FILE - In this April 30, 2015 file photo, Leticia Fonseca, 16, left, and her twin sister, Sylvia Fonseca, right, work in the computer lab at Cuyama Valley High School after taking the new Common Core-aligned standardized tests, in New Cuyama, Calif. More states are dropping out of the two testing consortia in favor of developing their own tests. That means when all the results are in, it won’t be possible to compare results across most states, undermining one of the main reasons Common Core was created. (AP Photo/Christine Armario, File)

LOS ANGELES (AP) – Results for some of the states that participated in Common Core-aligned testing for the first time this spring have been released. Overall scores are higher than expected, though below what many parents may be accustomed to seeing.

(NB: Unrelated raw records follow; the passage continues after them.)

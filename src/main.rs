//! Artifacts addon - Main entry point
//!
//! Compiles an artifacts configuration file into the script block a build
//! worker runs after the job's own steps.

use anyhow::{Context, Result};
use std::fs;
use std::path::Path;
use tracing::{debug, error, info};
use tracing_subscriber::EnvFilter;

use artifacts_addon::cli::{Cli, Commands, OutputFormat};
use artifacts_addon::{
    check_credentials, Addon, ArtifactsAddon, BashScript, RawConfig, Recorder, SystemLimits,
};

/// Initialize logging. `RUST_LOG` overrides the default `info` level.
/// Logs go to stderr; stdout carries only the compiled script.
fn init_logger() {
    let filter = EnvFilter::try_from_default_env().unwrap_or_else(|_| EnvFilter::new("info"));
    tracing_subscriber::fmt()
        .with_env_filter(filter)
        .with_writer(std::io::stderr)
        .with_target(false)
        .init();
}

/// Main application entry point
fn main() -> Result<()> {
    init_logger();

    let cli = Cli::parse_args();
    debug!("CLI arguments parsed");

    match cli.command {
        Commands::Compile {
            config,
            format,
            output,
            concurrency,
            max_size,
        } => {
            let mut limits = SystemLimits::from_env();
            if let Some(concurrency) = concurrency {
                limits = limits.with_concurrency(concurrency);
            }
            if let Some(max_size) = max_size {
                limits = limits.with_max_size(max_size);
            }
            run_compile(&config, format, output.as_deref(), limits)?;
        }
        Commands::Validate { config } => {
            run_validate(&config)?;
        }
    }

    Ok(())
}

fn load_config(path: &Path) -> Result<RawConfig> {
    RawConfig::load_from_file(path)
        .with_context(|| format!("Failed to load configuration from {:?}", path))
}

/// Compile the addon block and write it out
fn run_compile(
    config_path: &Path,
    format: OutputFormat,
    output: Option<&Path>,
    limits: SystemLimits,
) -> Result<()> {
    info!("Compiling artifacts configuration: {:?}", config_path);
    let addon = ArtifactsAddon::new(load_config(config_path)?).with_limits(limits);

    let (rendered, outcome) = match format {
        OutputFormat::Bash => {
            let mut script = BashScript::new();
            let outcome = addon.after_script(&mut script);
            (script.finish(), outcome)
        }
        OutputFormat::Json => {
            let mut recorder = Recorder::new();
            let outcome = addon.after_script(&mut recorder);
            (format!("{}\n", recorder.to_json()?), outcome)
        }
    };
    debug!("Addon outcome: {:?}", outcome);

    match output {
        Some(path) => {
            fs::write(path, &rendered)
                .with_context(|| format!("Failed to write script to {:?}", path))?;
            info!("Wrote {} bytes to {:?}", rendered.len(), path);
        }
        None => print!("{}", rendered),
    }
    Ok(())
}

/// Report missing credentials; exit non-zero when any are missing
fn run_validate(config_path: &Path) -> Result<()> {
    info!("Validating configuration file: {:?}", config_path);
    let raw = match load_config(config_path) {
        Ok(raw) => raw,
        Err(e) => {
            error!("{:#}", e);
            eprintln!("✗ {:#}", e);
            std::process::exit(1);
        }
    };

    if raw.is_empty() {
        println!("✓ No artifacts configured; nothing will be uploaded");
        return Ok(());
    }

    match check_credentials(&raw) {
        Ok(()) => {
            println!("✓ Configuration file is valid: {:?}", config_path);
            Ok(())
        }
        Err(e) => {
            error!("Configuration validation failed: {}", e);
            eprintln!("✗ {}", e);
            std::process::exit(1);
        }
    }
}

Full or preliminary scores have been released for Connecticut, Idaho, Missouri, Oregon, Vermont, Washington and West Virginia.

Those states participated in the Smarter Balanced Assessment Consortium. That’s one of the two groups of states awarded $330 million by the U.S. Department of Education to develop exams to test students on the Common Core standards in math and English language arts.

Yet even when all the results are in, a fundamental goal of Common Core will be unfulfilled: Student performance will not be comparable across a majority of states.